Stored data:
■ ■ ■ ■ ■ ■ ■

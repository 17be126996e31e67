use thiserror::Error;

use crate::chain::LinkId;

/// Reasons a solver instance cannot evaluate this frame.
///
/// Every variant is recoverable: the driver reports it and the host keeps
/// its base pose for the frame.
#[derive(Debug, Clone, PartialEq, Error)]
pub enum ChainError {
    #[error("chain needs at least 2 links, {configured} configured")]
    TooFewLinks { configured: usize },

    #[error("bone '{name}' does not exist in the skeleton")]
    UnresolvedBone { name: String },

    #[error("link {link:?} is outside the base pose ({pose_len} bones)")]
    BoneOutOfRange { link: LinkId, pose_len: usize },

    #[error("path precision must be > 0, got {0}")]
    NonPositivePrecision(f32),

    #[error("{setting} must be >= 0, got {value}")]
    NegativeSetting { setting: &'static str, value: f32 },
}
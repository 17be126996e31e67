//! Per-update inputs supplied by the host animation system.

use glam::Vec3;

use crate::math::Transform;

#[derive(Debug, Clone, Copy, PartialEq, Eq, Default)]
pub enum EvalContext {
    #[default]
    Runtime,
    /// Offline/editor preview: warm-up is skipped.
    Preview,
}

#[derive(Debug, Clone, Copy, PartialEq, Eq, Default)]
pub enum TargetSpace {
    #[default]
    World,
    /// Relative to the owning skeleton instance.
    Component,
}

/// Transform the chain is steered toward.
#[derive(Debug, Clone, Copy, PartialEq)]
pub struct Effector {
    pub transform: Transform,
    pub space: TargetSpace,
}

impl Effector {
    pub fn world(transform: Transform) -> Self {
        Self {
            transform,
            space: TargetSpace::World,
        }
    }

    pub fn component(transform: Transform) -> Self {
        Self {
            transform,
            space: TargetSpace::Component,
        }
    }

    pub fn to_world(&self, owner: &Transform) -> Transform {
        match self.space {
            TargetSpace::World => self.transform,
            TargetSpace::Component => self.transform.then(owner),
        }
    }
}

/// Inputs for one evaluation of a [`crate::ChainFollowSolver`].
#[derive(Debug, Clone, Copy)]
pub struct FrameInput<'a> {
    pub dt: f32,
    /// World transform of the owning skeleton instance.
    pub owner: Transform,
    /// World-space velocity of the owner.
    pub owner_velocity: Vec3,
    /// Component-space base pose, indexed by skeleton bone index.
    pub base_pose: &'a [Transform],
    pub effector: Effector,
    pub master_alpha: f32,
    pub reset: bool,
    pub context: EvalContext,
}

impl<'a> FrameInput<'a> {
    pub fn new(dt: f32, owner: Transform, base_pose: &'a [Transform], effector: Effector) -> Self {
        Self {
            dt,
            owner,
            owner_velocity: Vec3::ZERO,
            base_pose,
            effector,
            master_alpha: 1.0,
            reset: false,
            context: EvalContext::Runtime,
        }
    }

    pub fn with_velocity(mut self, velocity: Vec3) -> Self {
        self.owner_velocity = velocity;
        self
    }

    pub fn with_master_alpha(mut self, alpha: f32) -> Self {
        self.master_alpha = alpha;
        self
    }

    pub fn with_reset(mut self, reset: bool) -> Self {
        self.reset = reset;
        self
    }

    pub fn with_context(mut self, context: EvalContext) -> Self {
        self.context = context;
        self
    }
}

/// Inputs for one evaluation of a [`crate::TailSolver`].
#[derive(Debug, Clone, Copy)]
pub struct TailFrame<'a> {
    pub dt: f32,
    pub owner: Transform,
    pub base_pose: &'a [Transform],
    /// Current mesh detail level, 0 = highest.
    pub detail_level: u8,
    pub camera_position: Option<Vec3>,
}

impl<'a> TailFrame<'a> {
    pub fn new(dt: f32, owner: Transform, base_pose: &'a [Transform]) -> Self {
        Self {
            dt,
            owner,
            base_pose,
            detail_level: 0,
            camera_position: None,
        }
    }

    pub fn with_detail_level(mut self, level: u8) -> Self {
        self.detail_level = level;
        self
    }

    pub fn with_camera(mut self, position: Vec3) -> Self {
        self.camera_position = Some(position);
        self
    }
}
use glam::{Quat, Vec3};

use crate::chain::Link;
use crate::config::{ChainFollowConfig, HeightMode, Normalization, RootMode};
use crate::dynamics::InterpTo;
use crate::math::vector::{flatten, height, rotation_between, safe_normal, with_height};
use crate::math::Transform;

/// Smallest multiplier the velocity curve may apply to the normalization rate.
const MIN_NORMALIZATION_SCALE: f32 = 0.01;

/// World-space frame data for one unstrict solve.
#[derive(Debug, Clone, Copy)]
pub struct UnstrictContext {
    pub dt: f32,
    /// Owner forward axis in world space.
    pub reference_heading: Vec3,
    /// Owner up axis in world space.
    pub up: Vec3,
    /// Owner rotation, composed onto every link rotation.
    pub owner_rotation: Quat,
    pub owner_speed: f32,
}

/// Follow-the-leader solve: each link looks at its tip-ward neighbour and is
/// placed exactly one segment length behind it.
#[derive(Debug, Clone, PartialEq)]
pub struct UnstrictDirectionSolver {
    pub root: RootMode,
    pub height: HeightMode,
    pub normalization: Normalization,
}

impl UnstrictDirectionSolver {
    pub fn new(root: RootMode, height: HeightMode, normalization: Normalization) -> Self {
        Self {
            root,
            height,
            normalization,
        }
    }

    pub fn from_config(config: &ChainFollowConfig) -> Self {
        Self::new(config.root, config.height, config.normalization.clone())
    }

    /// Rate at which directions drift back to the reference heading, if any.
    pub fn normalization_rate(&self, owner_speed: f32) -> Option<f32> {
        match &self.normalization {
            Normalization::Off => None,
            Normalization::Continuous {
                speed,
                velocity_curve,
            } => Some(speed * velocity_curve.eval(owner_speed).max(MIN_NORMALIZATION_SCALE)),
        }
    }

    /// Writes `solved_pose` of every link. The tip takes `target` as is.
    pub fn solve(&self, links: &mut [Link], target: &Transform, ctx: &UnstrictContext) {
        let n = links.len();
        if n < 2 {
            return;
        }

        links[n - 1].solved_pose = *target;

        let ground_limited = self.height == HeightMode::GroundLimited;
        let target_height = height(target.position, ctx.up);
        let rate = self.normalization_rate(ctx.owner_speed);

        let first = match self.root {
            RootMode::Fixed => {
                let anchor = links[0].original_pose.position;
                links[0].set_position(anchor);
                1
            }
            RootMode::Free => 0,
        };

        for i in (first..n - 1).rev() {
            if ground_limited {
                let next = with_height(links[i + 1].position(), ctx.up, target_height);
                links[i + 1].set_position(next);
                let current = with_height(links[i].position(), ctx.up, target_height);
                links[i].set_position(current);
            }

            let next = links[i + 1].position();
            let fallback = links[i].heading;
            let mut direction = safe_normal(next - links[i].position()).unwrap_or(fallback);

            if let Some(rate) = rate {
                direction = safe_normal(direction.interp_to(ctx.reference_heading, ctx.dt, rate))
                    .unwrap_or(direction);
            }
            if ground_limited {
                direction = safe_normal(flatten(direction, ctx.up))
                    .or_else(|| safe_normal(flatten(fallback, ctx.up)))
                    .unwrap_or(direction);
            }

            links[i].heading = direction;
            links[i].solved_pose = Transform::new(
                next - direction * links[i].segment_length,
                rotation_between(ctx.reference_heading, direction) * ctx.owner_rotation,
                links[i].original_pose.scale,
            );
        }

        if self.root == RootMode::Fixed {
            Self::rechain_from_root(links);
            Self::orient_from_root(links, ctx);
        }
    }

    /// Re-propagates rigid lengths from the pinned root toward the tip.
    fn rechain_from_root(links: &mut [Link]) {
        for i in 1..links.len() {
            let previous = links[i - 1].position();
            let direction = safe_normal(previous - links[i].position())
                .unwrap_or(-links[i - 1].heading);
            let length = links[i - 1].segment_length;
            links[i].set_position(previous - direction * length);
        }
    }

    fn orient_from_root(links: &mut [Link], ctx: &UnstrictContext) {
        for i in 0..links.len() - 1 {
            let Some(direction) = safe_normal(links[i + 1].position() - links[i].position()) else {
                continue;
            };
            links[i].heading = direction;
            links[i].solved_pose.rotation =
                rotation_between(ctx.reference_heading, direction) * ctx.owner_rotation;
            links[i].solved_pose.scale = links[i].original_pose.scale;
        }
    }
}

#[cfg(test)]
mod tests {
    use super::*;
    use crate::chain::{ChainModel, LinkId};
    use approx::assert_relative_eq;

    fn chain(count: usize, spacing: f32) -> ChainModel {
        let pose: Vec<Transform> = (0..count)
            .map(|i| Transform::from_position(Vec3::X * spacing * i as f32))
            .collect();
        let mut chain = ChainModel::new((0..count).map(LinkId).collect());
        chain.refresh(&pose, &Transform::IDENTITY).unwrap();
        chain
    }

    fn ctx() -> UnstrictContext {
        UnstrictContext {
            dt: 1.0 / 60.0,
            reference_heading: Vec3::X,
            up: Vec3::Y,
            owner_rotation: Quat::IDENTITY,
            owner_speed: 0.0,
        }
    }

    fn assert_rigid(chain: &ChainModel) {
        let links = chain.links();
        for pair in links.windows(2) {
            assert_relative_eq!(
                pair[0].position().distance(pair[1].position()),
                pair[0].segment_length,
                epsilon = 1e-3
            );
        }
    }

    #[test]
    fn tip_lands_on_target_and_lengths_hold() {
        let mut chain = chain(5, 10.0);
        let solver = UnstrictDirectionSolver::new(RootMode::Free, HeightMode::Free, Normalization::Off);
        let target = Transform::from_position(Vec3::new(30.0, 25.0, -12.0));
        for _ in 0..5 {
            solver.solve(chain.links_mut(), &target, &ctx());
            assert_rigid(&chain);
        }
        assert_eq!(chain.tip().unwrap().position(), target.position);
    }

    #[test]
    fn ground_limited_chain_stays_at_target_height() {
        let mut chain = chain(4, 10.0);
        let solver =
            UnstrictDirectionSolver::new(RootMode::Free, HeightMode::GroundLimited, Normalization::Off);
        let target = Transform::from_position(Vec3::new(50.0, 7.0, 20.0));
        solver.solve(chain.links_mut(), &target, &ctx());
        for link in chain.links() {
            assert_relative_eq!(link.position().y, 7.0, epsilon = 1e-4);
        }
        assert_rigid(&chain);
    }

    #[test]
    fn fixed_root_stays_on_base_pose() {
        let mut chain = chain(4, 10.0);
        let solver = UnstrictDirectionSolver::new(RootMode::Fixed, HeightMode::Free, Normalization::Off);
        let target = Transform::from_position(Vec3::new(0.0, 0.0, 100.0));
        for _ in 0..10 {
            solver.solve(chain.links_mut(), &target, &ctx());
        }
        assert_eq!(chain.root().unwrap().position(), Vec3::ZERO);
        assert_rigid(&chain);
        // Out of reach: the chain points at the target instead.
        let tip = chain.tip().unwrap().position();
        assert!(tip.normalize().abs_diff_eq(Vec3::Z, 1e-2));
    }

    #[test]
    fn rotation_faces_the_neighbour() {
        let mut chain = chain(3, 10.0);
        let solver = UnstrictDirectionSolver::new(RootMode::Free, HeightMode::Free, Normalization::Off);
        let target = Transform::from_position(Vec3::new(20.0, 0.0, 0.0));
        solver.solve(chain.links_mut(), &target, &ctx());
        let root = &chain.links()[0];
        assert!((root.solved_pose.rotation * Vec3::X).abs_diff_eq(Vec3::X, 1e-5));
    }

    #[test]
    fn normalization_pulls_toward_reference() {
        let mut chain = chain(3, 10.0);
        let solver = UnstrictDirectionSolver::new(
            RootMode::Free,
            HeightMode::Free,
            Normalization::continuous(60.0),
        );
        // Target sideways: without normalization the chain would turn to Z.
        let target = Transform::from_position(Vec3::new(0.0, 0.0, 20.0));
        let mut context = ctx();
        context.dt = 1.0;
        solver.solve(chain.links_mut(), &target, &context);
        assert!(chain.links()[0].heading.abs_diff_eq(Vec3::X, 1e-5));
        assert_eq!(solver.normalization_rate(100.0), Some(30.0));
    }

    #[test]
    fn degenerate_direction_reuses_heading() {
        let mut chain = chain(2, 10.0);
        let solver = UnstrictDirectionSolver::new(RootMode::Free, HeightMode::Free, Normalization::Off);
        // Target exactly on the root: the direction collapses.
        let target = Transform::from_position(Vec3::ZERO);
        solver.solve(chain.links_mut(), &target, &ctx());
        let root = chain.root().unwrap();
        assert!(root.position().abs_diff_eq(Vec3::new(-10.0, 0.0, 0.0), 1e-5));
        assert!(root.solved_pose.is_finite());
    }
}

■ ■ ■ ■ ■ ■ ■

Task description:
Reproduce each line of the records in which the string "must" appears.

Exercise solution:
    #[error("path precision must be > 0, got {0}")]
    #[error("{setting} must be >= 0, got {value}")]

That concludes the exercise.